Copper(I) selenide
- Names: IUPAC name Copper(I) selenide

Identifiers
- CAS Number: 20405-64-5;
- 3D model (JSmol): Interactive image;
- ChemSpider: 21170409;
- ECHA InfoCard: 100.039.799
- EC Number: 243-796-7;
- PubChem CID: 6914519;
- UNII: 44P3QN57K9;
- CompTox Dashboard (EPA): DTXSID6066606 ;

Properties
- Chemical formula: Cu_{2}Se
- Molar mass: 206.063 g·mol^{−1}
- Appearance: Dark blue, black
- Density: 6.84 g/mL
- Hazards: GHS labelling:
- Pictograms: GHS06: Toxic GHS08: Health hazard GHS09: Environmental hazard
- Signal word: Danger
- Hazard statements: H201, H331, H373, H410
- Precautionary statements: P260, P264, P270, P271, P273, P301+P310, P304+P340, P311, P314, P321, P330, P391, P403+P233, P405, P501

Related compounds
- Other cations: Copper(II) selenide; Gallium(II) selenide; Indium(III) selenide;
- Related compounds: Copper indium gallium selenide;

= Copper(I) selenide =

Copper(I) selenide is an inorganic binary compound between copper and selenium, with the chemical formula Cu_{2}Se.

== Properties ==
Stoichiometric copper selenide is a zero-bandgap material with metal-like behavior.
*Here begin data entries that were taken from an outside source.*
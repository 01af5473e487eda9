//! Resume, retry and dry-run behavior of the checkpointed pipeline.

use std::path::Path;
use std::time::Duration;

use async_trait::async_trait;
use k1_cli::orchestrator::{
    destroy_plan, install_plan, DestroyOptions, Pipeline, PlanShape, StepExecutor, StepId,
};
use k1_cli::kube::readiness::ReadinessError;
use k1_cli::{ConfigStore, InstallError, RetryConfig};
use k1_cloud::CloudKind;
use k1_scm::{GitProviderKind, ScmError};

const AWS_GITHUB: PlanShape = PlanShape {
    cloud: CloudKind::Aws,
    git: GitProviderKind::Github,
};

/// Records every step; fails `fail_at` with a fixed error `failures` times.
#[derive(Default)]
struct Recorder {
    calls: Vec<StepId>,
    fail_at: Option<StepId>,
    failures: u32,
    retryable: bool,
}

impl Recorder {
    fn failing(step: StepId, failures: u32, retryable: bool) -> Self {
        Self {
            fail_at: Some(step),
            failures,
            retryable,
            ..Self::default()
        }
    }
}

#[async_trait]
impl StepExecutor for Recorder {
    async fn execute(&mut self, step: StepId, _store: &mut ConfigStore) -> Result<(), InstallError> {
        self.calls.push(step);
        if self.fail_at == Some(step) && self.failures > 0 {
            self.failures -= 1;
            return Err(if self.retryable {
                ScmError::Timeout {
                    what: "repository creation".to_string(),
                    attempts: 1,
                }
                .into()
            } else {
                InstallError::step(step.to_string(), "boom")
            });
        }
        Ok(())
    }
}

/// Executor that must never be reached.
struct Unreachable;

#[async_trait]
impl StepExecutor for Unreachable {
    async fn execute(&mut self, step: StepId, _store: &mut ConfigStore) -> Result<(), InstallError> {
        match step {
            StepId::Validate | StepId::ArgoCdTunnel | StepId::VaultTunnel | StepId::Handoff => Ok(()),
            other => panic!("external step {other} executed during dry run"),
        }
    }
}

/// Times out waiting for ArgoCD `timeouts` times, the way a real wait does:
/// the elapsed time overshoots the deadline it was given.
struct SlowArgoCd {
    calls: Vec<StepId>,
    timeouts: u32,
    deadline: Duration,
}

#[async_trait]
impl StepExecutor for SlowArgoCd {
    async fn execute(&mut self, step: StepId, _store: &mut ConfigStore) -> Result<(), InstallError> {
        self.calls.push(step);
        if step == StepId::ArgoCdCredentials && self.timeouts > 0 {
            self.timeouts -= 1;
            return Err(ReadinessError::Timeout {
                kind: "deployment",
                name: "argocd/argocd-server".to_string(),
                timeout: self.deadline,
                elapsed: self.deadline + Duration::from_millis(412),
            }
            .into());
        }
        Ok(())
    }
}

fn open(path: &Path) -> ConfigStore {
    ConfigStore::open(path).unwrap()
}

#[tokio::test]
async fn test_failed_run_resumes_at_failed_step() {
    let dir = tempfile::tempdir().unwrap();
    let path = dir.path().join(".kubefirst");
    let pipeline = Pipeline::new("Installation", install_plan(AWS_GITHUB));

    let mut first = Recorder::failing(StepId::TerraformBase, 1, false);
    let err = pipeline
        .run(&mut first, &mut open(&path))
        .await
        .unwrap_err();
    assert_eq!(err.kind(), "StepError");
    assert_eq!(first.calls.last(), Some(&StepId::TerraformBase));

    let store = open(&path);
    for step in pipeline.steps() {
        if step.id == StepId::TerraformBase {
            break;
        }
        if let Some(cp) = step.checkpoint() {
            assert!(store.checkpoint(cp), "{cp} not persisted");
        }
    }
    assert!(!store.checkpoint("terraform.base.apply.complete"));

    let mut second = Recorder::default();
    let report = pipeline.run(&mut second, &mut open(&path)).await.unwrap();
    assert_eq!(second.calls[0], StepId::Validate);
    assert_eq!(second.calls[1], StepId::TerraformBase);
    assert!(!second.calls.contains(&StepId::CreateRepos));
    assert!(!second.calls.contains(&StepId::LivenessRecord));
    assert!(report.skipped.contains(&StepId::PushGitops));
    assert!(open(&path).checkpoint("installation.complete"));
}

#[tokio::test]
async fn test_completed_install_only_prints_handoff() {
    let dir = tempfile::tempdir().unwrap();
    let path = dir.path().join(".kubefirst");
    let pipeline = Pipeline::new("Installation", install_plan(AWS_GITHUB));

    pipeline
        .run(&mut Recorder::default(), &mut open(&path))
        .await
        .unwrap();

    let mut again = Recorder::default();
    pipeline.run(&mut again, &mut open(&path)).await.unwrap();
    assert_eq!(again.calls, vec![StepId::Handoff]);
}

#[tokio::test]
async fn test_retryable_error_is_retried_within_budget() {
    let dir = tempfile::tempdir().unwrap();
    let path = dir.path().join(".kubefirst");
    let pipeline = Pipeline::new("Installation", install_plan(AWS_GITHUB))
        .with_retry(RetryConfig::immediate(2));

    let mut executor = Recorder::failing(StepId::CreateRepos, 2, true);
    pipeline.run(&mut executor, &mut open(&path)).await.unwrap();
    let attempts = executor
        .calls
        .iter()
        .filter(|s| **s == StepId::CreateRepos)
        .count();
    assert_eq!(attempts, 3);
}

#[tokio::test]
async fn test_retry_budget_exhausted_aborts() {
    let dir = tempfile::tempdir().unwrap();
    let path = dir.path().join(".kubefirst");
    let pipeline = Pipeline::new("Installation", install_plan(AWS_GITHUB))
        .with_retry(RetryConfig::immediate(1));

    let mut executor = Recorder::failing(StepId::CreateRepos, 5, true);
    let err = pipeline
        .run(&mut executor, &mut open(&path))
        .await
        .unwrap_err();
    assert_eq!(err.kind(), "GitTimeoutError");
    assert!(!open(&path).checkpoint("github.repos.created"));
    assert!(open(&path).checkpoint("ssh.bot-keys.created"));
}

#[tokio::test]
async fn test_non_retryable_error_is_not_retried() {
    let dir = tempfile::tempdir().unwrap();
    let path = dir.path().join(".kubefirst");
    let pipeline = Pipeline::new("Installation", install_plan(AWS_GITHUB))
        .with_retry(RetryConfig::immediate(5));

    let mut executor = Recorder::failing(StepId::HydrateGitops, 1, false);
    pipeline
        .run(&mut executor, &mut open(&path))
        .await
        .unwrap_err();
    let attempts = executor
        .calls
        .iter()
        .filter(|s| **s == StepId::HydrateGitops)
        .count();
    assert_eq!(attempts, 1);
}

#[tokio::test]
async fn test_dry_run_marks_external_steps_without_running_them() {
    let dir = tempfile::tempdir().unwrap();
    let path = dir.path().join(".kubefirst");
    let plan: Vec<_> = install_plan(AWS_GITHUB)
        .into_iter()
        .filter(|step| step.external || step.checkpoint().is_none())
        .collect();
    let pipeline = Pipeline::new("Installation", plan).dry_run(true);

    pipeline.run(&mut Unreachable, &mut open(&path)).await.unwrap();

    let store = open(&path);
    for cp in pipeline.steps().iter().filter_map(|s| s.checkpoint()) {
        assert!(store.checkpoint(cp), "{cp} not marked");
    }
}

#[tokio::test]
async fn test_destroy_after_partial_install_resumes_independently() {
    let dir = tempfile::tempdir().unwrap();
    let path = dir.path().join(".kubefirst");
    let options = DestroyOptions {
        purge_buckets: true,
    };
    let pipeline = Pipeline::new("Destroy", destroy_plan(AWS_GITHUB, options));

    let mut first = Recorder::failing(StepId::DestroyBase, 1, false);
    pipeline
        .run(&mut first, &mut open(&path))
        .await
        .unwrap_err();
    assert!(open(&path).checkpoint("destroy.registry.removed"));

    let mut second = Recorder::default();
    pipeline.run(&mut second, &mut open(&path)).await.unwrap();
    assert!(!second.calls.contains(&StepId::RemoveRegistry));
    assert!(second.calls.contains(&StepId::DestroyBase));
    assert_eq!(second.calls.last(), Some(&StepId::DeleteLivenessRecord));
}

#[tokio::test]
async fn test_crash_after_base_reopens_tunnel_before_registry() {
    let dir = tempfile::tempdir().unwrap();
    let path = dir.path().join(".kubefirst");
    let pipeline = Pipeline::new("Installation", install_plan(AWS_GITHUB));

    let mut first = Recorder::failing(StepId::InitialRepository, 1, false);
    pipeline
        .run(&mut first, &mut open(&path))
        .await
        .unwrap_err();

    let store = open(&path);
    assert!(store.checkpoint("terraform.base.apply.complete"));
    assert!(!store.checkpoint("argocd.initial-repository.created"));

    let mut resumed = Recorder::default();
    pipeline.run(&mut resumed, &mut open(&path)).await.unwrap();
    assert_eq!(
        &resumed.calls[..3],
        &[
            StepId::Validate,
            StepId::ArgoCdTunnel,
            StepId::InitialRepository
        ]
    );
    assert!(!resumed.calls.contains(&StepId::TerraformBase));
}

#[tokio::test]
async fn test_local_crash_after_argocd_install_reopens_tunnel() {
    let dir = tempfile::tempdir().unwrap();
    let path = dir.path().join(".kubefirst");
    let shape = PlanShape {
        cloud: CloudKind::K3d,
        git: GitProviderKind::Github,
    };
    let pipeline = Pipeline::new("Installation", install_plan(shape));

    let mut first = Recorder::failing(StepId::InitialRepository, 1, false);
    pipeline
        .run(&mut first, &mut open(&path))
        .await
        .unwrap_err();
    assert!(open(&path).checkpoint("argocd.helm.installed"));

    let mut resumed = Recorder::default();
    pipeline.run(&mut resumed, &mut open(&path)).await.unwrap();
    assert_eq!(
        &resumed.calls[..3],
        &[
            StepId::Validate,
            StepId::ArgoCdTunnel,
            StepId::InitialRepository
        ]
    );
    assert!(!resumed.calls.contains(&StepId::InstallArgoCd));
}

#[tokio::test]
async fn test_argocd_readiness_timeout_is_retried() {
    let dir = tempfile::tempdir().unwrap();
    let path = dir.path().join(".kubefirst");
    let pipeline = Pipeline::new("Installation", install_plan(AWS_GITHUB))
        .with_retry(RetryConfig::immediate(2));

    let mut executor = SlowArgoCd {
        calls: Vec::new(),
        timeouts: 1,
        deadline: Duration::from_secs(300),
    };
    pipeline.run(&mut executor, &mut open(&path)).await.unwrap();
    let attempts = executor
        .calls
        .iter()
        .filter(|s| **s == StepId::ArgoCdCredentials)
        .count();
    assert_eq!(attempts, 2);
    assert!(open(&path).checkpoint("argocd.credentials.set"));
}

#[tokio::test]
async fn test_long_readiness_timeout_is_not_retried() {
    let dir = tempfile::tempdir().unwrap();
    let path = dir.path().join(".kubefirst");
    let pipeline = Pipeline::new("Installation", install_plan(AWS_GITHUB))
        .with_retry(RetryConfig::immediate(2));

    let mut executor = SlowArgoCd {
        calls: Vec::new(),
        timeouts: 1,
        deadline: Duration::from_secs(900),
    };
    let err = pipeline
        .run(&mut executor, &mut open(&path))
        .await
        .unwrap_err();
    assert_eq!(err.kind(), "ReadinessTimeout");
    let attempts = executor
        .calls
        .iter()
        .filter(|s| **s == StepId::ArgoCdCredentials)
        .count();
    assert_eq!(attempts, 1);
}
Copper-deficient Cu_{2−x}Se (non-stoichiometric) is an intrinsic p-type semiconductor with direct and indirect bandgap energies in the range of 2.1–2.3 eV and 1.2–1.4 eV respectively. It is frequently grown as nanoparticles or other nanostructures.

==Occurrence==
Copper selenides are the most common selenium minerals. Cu_{2}Se occurs as two polymorphs: berzelianite (isometric, more common) and bellidoite (tetragonal). Other copper selenide minerals include umangite, Cu_{3}Se_{2} and athabascaite, Cu_{5}Se_{4}.

== Uses ==
Copper(I) selenide is produced in situ to form a protective black coating on iron or steel parts in some cold-bluing processes. Bluing solutions that operate in this manner will typically be labeled as containing selenous acid or selenium dioxide. It has also been investigated for use in the treatment of colon cancer.